» **WHAT TO WORK ON**:
Nothing beyond the line containing "let items = parse_feed(&body, limit)?;" should be printed; print each line exactly from the first line of the listing below through it.

Start of GIVEN DATA

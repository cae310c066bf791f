//! RSS fetching and headline extraction.

use std::time::Duration;

use futures::future::join_all;
use reqwest::{Client, StatusCode};
use rss::Channel;
use tracing::{debug, warn};

use crate::{DeckError, FeedItem};

/// Source name used when a feed has no channel title
pub const FALLBACK_SOURCE: &str = "News Source";

#[derive(Clone)]
pub struct FeedFetcher {
    client: Client,
}

impl FeedFetcher {
    pub fn new(timeout: Duration) -> Result<Self, DeckError> {
        let client = Client::builder().timeout(timeout).build()?;
        Ok(Self { client })
    }

    /// Fetch one feed and return up to `limit` headlines
    pub async fn fetch(&self, url: &str, limit: usize) -> Result<Vec<FeedItem>, DeckError> {
        let response = self.client.get(url).send().await?;
        let status = response.status();
        if status != StatusCode::OK {
            return Err(DeckError::Status {
                url: url.to_string(),
                status,
            });
        }
        let body = response.bytes().await?;
        let items = parse_feed(&body, limit)?;
        debug!(url, items = items.len(), "feed fetched");
        Ok(items)
    }

    /// Fetch all feeds concurrently; failed feeds are logged and skipped
    pub async fn fetch_all(&self, urls: &[String], limit: usize) -> Vec<FeedItem> {
        let results = join_all(
            urls.iter()
                .map(|url| async move { (url, self.fetch(url, limit).await) }),
        )
        .await;

        let mut items = Vec::new();
        for (url, result) in results {
            match result {
                Ok(mut feed_items) => items.append(&mut feed_items),
                Err(e) => warn!(url = %url, error = %e, "skipping feed"),
            }
        }
        items
    }
}

/// Parse an RSS document into headline items
pub fn parse_feed(body: &[u8], limit: usize) -> Result<Vec<FeedItem>, DeckError> {
    let channel = Channel::read_from(body).map_err(|e| DeckError::Parse(e.to_string()))?;

    let source = match channel.title().trim() {
        "" => FALLBACK_SOURCE.to_string(),
        title => unescape_html(title),
    };

    Ok(channel
        .items()
        .iter()
        .filter_map(|item| item.title())
        .map(|title| unescape_html(title.trim()))
        .filter(|title| !title.is_empty())
        .take(limit)
        .map(|text| FeedItem {
            text,
            source: source.clone(),
        })
        .collect())
}

/// Decode HTML entities that survive XML parsing (double-escaped titles).
pub fn unescape_html(input: &str) -> String {
    html_escape::decode_html_entities(input).into_owned()
}

#[cfg(test)]
mod tests {
    use super::*;
    use wiremock::matchers::{method, path};
    use wiremock::{Mock, MockServer, ResponseTemplate};

    const FEED: &str = r#"<?xml version="1.0" encoding="UTF-8"?>
<rss version="2.0">
  <channel>
    <title>BBC News</title>
    <link>https://www.bbc.co.uk/news</link>
    <description>World</description>
    <item><title>Talks resume &amp;#8217;cautiously&amp;#8217;</title></item>
    <item><title>   </title></item>
    <item><title>Floods hit coastal towns</title></item>
    <item><description>no title here</description></item>
    <item><title>Markets rally &amp;amp; recover</title></item>
  </channel>
</rss>"#;

    #[test]
    fn test_parse_feed_decodes_and_skips_blank_titles() {
        let items = parse_feed(FEED.as_bytes(), 10).unwrap();
        let titles: Vec<_> = items.iter().map(|i| i.text.as_str()).collect();
        assert_eq!(
            titles,
            vec![
                "Talks resume \u{2019}cautiously\u{2019}",
                "Floods hit coastal towns",
                "Markets rally & recover",
            ]
        );
        assert!(items.iter().all(|i| i.source == "BBC News"));
    }

    #[test]
    fn test_parse_feed_respects_limit() {
        assert_eq!(parse_feed(FEED.as_bytes(), 2).unwrap().len(), 2);
    }

    #[test]
    fn test_untitled_channel_gets_fallback_source() {
        let feed = r#"<rss version="2.0"><channel><title></title><link>x</link>
            <description>d</description><item><title>Hi</title></item></channel></rss>"#;
        let items = parse_feed(feed.as_bytes(), 4).unwrap();
        assert_eq!(items[0].source, FALLBACK_SOURCE);
    }

    #[test]
    fn test_garbage_is_a_parse_error() {
        assert!(matches!(
            parse_feed(b"<html>nope</html>", 4),
            Err(DeckError::Parse(_))
        ));
    }

    #[test]
    fn test_unescape_html() {
        assert_eq!(unescape_html("Tom &amp; Jerry"), "Tom & Jerry");
        assert_eq!(unescape_html("&#x27;hex&#39;"), "'hex'");
        assert_eq!(unescape_html("caf&eacute; &hellip;"), "caf\u{e9} \u{2026}");
        assert_eq!(unescape_html("&pound;5bn deal"), "\u{a3}5bn deal");
        assert_eq!(unescape_html("&euro;2 for Chlo&euml;"), "\u{20ac}2 for Chlo\u{eb}");
        assert_eq!(unescape_html("AT&T earnings"), "AT&T earnings");
        assert_eq!(unescape_html("dangling &"), "dangling &");
    }

    #[tokio::test]
    async fn test_fetch_all_skips_failed_feeds() {
        let server = MockServer::start().await;
        Mock::given(method("GET"))
            .and(path("/good.xml"))
            .respond_with(ResponseTemplate::new(200).set_body_string(FEED))
            .mount(&server)
            .await;
        Mock::given(method("GET"))
            .and(path("/down.xml"))
            .respond_with(ResponseTemplate::new(500))
            .mount(&server)
            .await;

        let fetcher = FeedFetcher::new(Duration::from_secs(2)).unwrap();
        let urls = vec![
            format!("{}/down.xml", server.uri()),
            format!("{}/good.xml", server.uri()),
        ];
        let items = fetcher.fetch_all(&urls, 2).await;
        assert_eq!(items.len(), 2);
        assert_eq!(items[1].text, "Floods hit coastal towns");
    }

    #[tokio::test]
    async fn test_fetch_reports_status() {
        let server = MockServer::start().await;
        Mock::given(method("GET"))
            .respond_with(ResponseTemplate::new(404))
            .mount(&server)
            .await;

        let fetcher = FeedFetcher::new(Duration::from_secs(2)).unwrap();
        let err = fetcher
            .fetch(&format!("{}/missing", server.uri()), 4)
            .await
            .unwrap_err();
        assert!(matches!(err, DeckError::Status { status, .. } if status == StatusCode::NOT_FOUND));
    }
}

End of GIVEN DATA

» **RESPONSE**:
repository cae310c066bf791f
//! RSS fetching and headline extraction.

use std::time::Duration;

use futures::future::join_all;
use reqwest::{Client, StatusCode};
use rss::Channel;
use tracing::{debug, warn};

use crate::{DeckError, FeedItem};

/// Source name used when a feed has no channel title
pub const FALLBACK_SOURCE: &str = "News Source";

#[derive(Clone)]
pub struct FeedFetcher {
    client: Client,
}

impl FeedFetcher {
    pub fn new(timeout: Duration) -> Result<Self, DeckError> {
        let client = Client::builder().timeout(timeout).build()?;
        Ok(Self { client })
    }

    /// Fetch one feed and return up to `limit` headlines
    pub async fn fetch(&self, url: &str, limit: usize) -> Result<Vec<FeedItem>, DeckError> {
        let response = self.client.get(url).send().await?;
        let status = response.status();
        if status != StatusCode::OK {
            return Err(DeckError::Status {
                url: url.to_string(),
                status,
            });
        }
        let body = response.bytes().await?;
        let items = parse_feed(&body, limit)?;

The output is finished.